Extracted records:

########################################

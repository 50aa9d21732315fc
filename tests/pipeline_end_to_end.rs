use async_trait::async_trait;
use base64::engine::general_purpose::STANDARD;
use base64::Engine;
use cv_generator::converter::FormatConverter;
use cv_generator::template_system::TemplateCatalog;
use cv_generator::{
    normalize, ConvertError, CvGenerator, FetchConfig, ImageFetcher, PhotoOutcome, PipelineConfig,
    PptxRenderer, ProfileSet, SubmissionShape,
};
use serde_json::json;
use std::io::{Cursor, Read, Write};
use std::path::{Path, PathBuf};
use std::sync::Arc;
use tempfile::TempDir;
use zip::write::FileOptions;
use zip::{ZipArchive, ZipWriter};

const PNG: &[u8] = &[0x89, b'P', b'N', b'G', 0x0D, 0x0A, 0x1A, 0x0A, 0, 0, 0, 13];

const CONTENT_TYPES: &str = r#"<?xml version="1.0" encoding="UTF-8"?><Types xmlns="http://schemas.openxmlformats.org/package/2006/content-types"><Default Extension="xml" ContentType="application/xml"/></Types>"#;
const SLIDE_RELS: &str = r#"<?xml version="1.0" encoding="UTF-8"?><Relationships xmlns="http://schemas.openxmlformats.org/package/2006/relationships"></Relationships>"#;

const SLIDE: &str = concat!(
    r#"<p:sld xmlns:a="http://schemas.openxmlformats.org/drawingml/2006/main" "#,
    r#"xmlns:r="http://schemas.openxmlformats.org/officeDocument/2006/relationships" "#,
    r#"xmlns:p="http://schemas.openxmlformats.org/presentationml/2006/main"><p:cSld><p:spTree>"#,
    r#"<p:sp><p:nvSpPr><p:cNvPr id="2" name="Body"/><p:cNvSpPr/><p:nvPr/></p:nvSpPr><p:spPr/><p:txBody><a:bodyPr/>"#,
    r#"<a:p><a:r><a:rPr b="1"/><a:t>{{na</a:t></a:r><a:r><a:t>me}}</a:t></a:r></a:p>"#,
    r#"<a:p><a:r><a:t>{{exp_1_company}} / {{exp_1_role}}</a:t></a:r></a:p>"#,
    r#"<a:p><a:r><a:t>{{skill_1}} {{skill_2}} {{skill_3}}</a:t></a:r></a:p>"#,
    r#"</p:txBody></p:sp>"#,
    r#"<p:sp><p:nvSpPr><p:cNvPr id="5" name="Photo"/><p:cNvSpPr/><p:nvPr/></p:nvSpPr>"#,
    r#"<p:spPr><a:xfrm><a:off x="10" y="20"/><a:ext cx="30" cy="40"/></a:xfrm></p:spPr>"#,
    r#"<p:txBody><a:bodyPr/><a:p><a:r><a:t>{{%photo}}</a:t></a:r></a:p></p:txBody></p:sp>"#,
    r#"</p:spTree></p:cSld></p:sld>"#
);

/// Hands back the rendered document unchanged so the output can be inspected.
struct PassthroughConverter;

#[async_trait]
impl FormatConverter for PassthroughConverter {
    async fn convert(&self, input: &Path, out_dir: &Path) -> Result<PathBuf, ConvertError> {
        let output = out_dir.join("converted.pdf");
        tokio::fs::copy(input, &output).await?;
        Ok(output)
    }
}

fn template_bytes() -> Vec<u8> {
    let mut writer = ZipWriter::new(Cursor::new(Vec::new()));
    for (name, body) in [
        ("[Content_Types].xml", CONTENT_TYPES),
        ("ppt/slides/slide1.xml", SLIDE),
        ("ppt/slides/_rels/slide1.xml.rels", SLIDE_RELS),
    ] {
        writer.start_file(name, FileOptions::default()).unwrap();
        writer.write_all(body.as_bytes()).unwrap();
    }
    writer.finish().unwrap().into_inner()
}

fn read_entry(archive: &[u8], name: &str) -> Option<Vec<u8>> {
    let mut zip = ZipArchive::new(Cursor::new(archive)).unwrap();
    let mut file = zip.by_name(name).ok()?;
    let mut data = Vec::new();
    file.read_to_end(&mut data).unwrap();
    Some(data)
}

fn generator(dir: &TempDir) -> CvGenerator {
    std::fs::write(dir.path().join("green.pptx"), template_bytes()).unwrap();
    std::fs::write(
        dir.path().join("catalog.toml"),
        "[[template]]\nid = 7\nfile = \"green.pptx\"\ndescription = \"Test layout\"\n",
    )
    .unwrap();

    CvGenerator::new(
        TemplateCatalog::load(dir.path()).unwrap(),
        ProfileSet::default(),
        ImageFetcher::new(&FetchConfig::default()).unwrap(),
        Arc::new(PptxRenderer::default()),
        Arc::new(PassthroughConverter),
    )
}

#[tokio::test]
async fn enveloped_submission_renders_every_slot() {
    let dir = TempDir::new().unwrap();
    let submission = json!({
        "fields": {
            "template_id": "7",
            "Nombre completo": "Ana Ruiz",
            "experience": [{"empresa": "Acme", "puesto": "Backend dev"}],
            "skills_raw": "Rust, SQL",
            "photo_base64": format!("data:image/png;base64,{}", STANDARD.encode(PNG)),
        }
    });

    let doc = generator(&dir).generate(&submission).await.unwrap();
    assert_eq!(doc.template_id, 7);
    assert!(doc.filename.starts_with("Ana_Ruiz_CV_"));
    assert!(matches!(doc.photo, PhotoOutcome::Inline));

    let slide = String::from_utf8(read_entry(&doc.pdf, "ppt/slides/slide1.xml").unwrap()).unwrap();
    assert!(slide.contains("Ana Ruiz"));
    assert!(slide.contains("Acme / Backend dev"));
    assert!(slide.contains("Rust SQL"));
    assert!(!slide.contains("{{"));
    assert!(slide.contains("<p:pic>"));
    assert_eq!(read_entry(&doc.pdf, "ppt/media/cvpress_photo.png").unwrap(), PNG);
}

#[tokio::test]
async fn missing_photo_leaves_shape_untouched() {
    let dir = TempDir::new().unwrap();
    let doc = generator(&dir)
        .generate(&json!({"template": 7, "name": ""}))
        .await
        .unwrap();

    assert_eq!(doc.filename, "cv.pdf");
    assert!(matches!(doc.photo, PhotoOutcome::Absent));
    let slide = String::from_utf8(read_entry(&doc.pdf, "ppt/slides/slide1.xml").unwrap()).unwrap();
    assert!(!slide.contains("<p:pic>"));
    assert!(!slide.contains("{{"));
}

#[tokio::test]
async fn normalize_fills_schema_for_flat_body() {
    let config = PipelineConfig::default();
    let fetcher = ImageFetcher::new(&FetchConfig::default()).unwrap();
    let output = normalize(
        &json!({"name": "Ana", "languages": ["Spanish", "English"]}),
        &config,
        &fetcher,
    )
    .await;

    assert_eq!(output.shape, SubmissionShape::Flat);
    assert_eq!(output.fields.get("language_1"), "Spanish");
    assert_eq!(output.fields.get("language_3"), "");
    for key in config.schema_keys() {
        assert!(output.fields.contains_key(&key), "missing {}", key);
    }
}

########################################

Look through the data above and return each line where the string "FetchConfig" occurs.

    normalize, ConvertError, CvGenerator, FetchConfig, ImageFetcher, PhotoOutcome, PipelineConfig,
        ImageFetcher::new(&FetchConfig::default()).unwrap(),
    let fetcher = ImageFetcher::new(&FetchConfig::default()).unwrap();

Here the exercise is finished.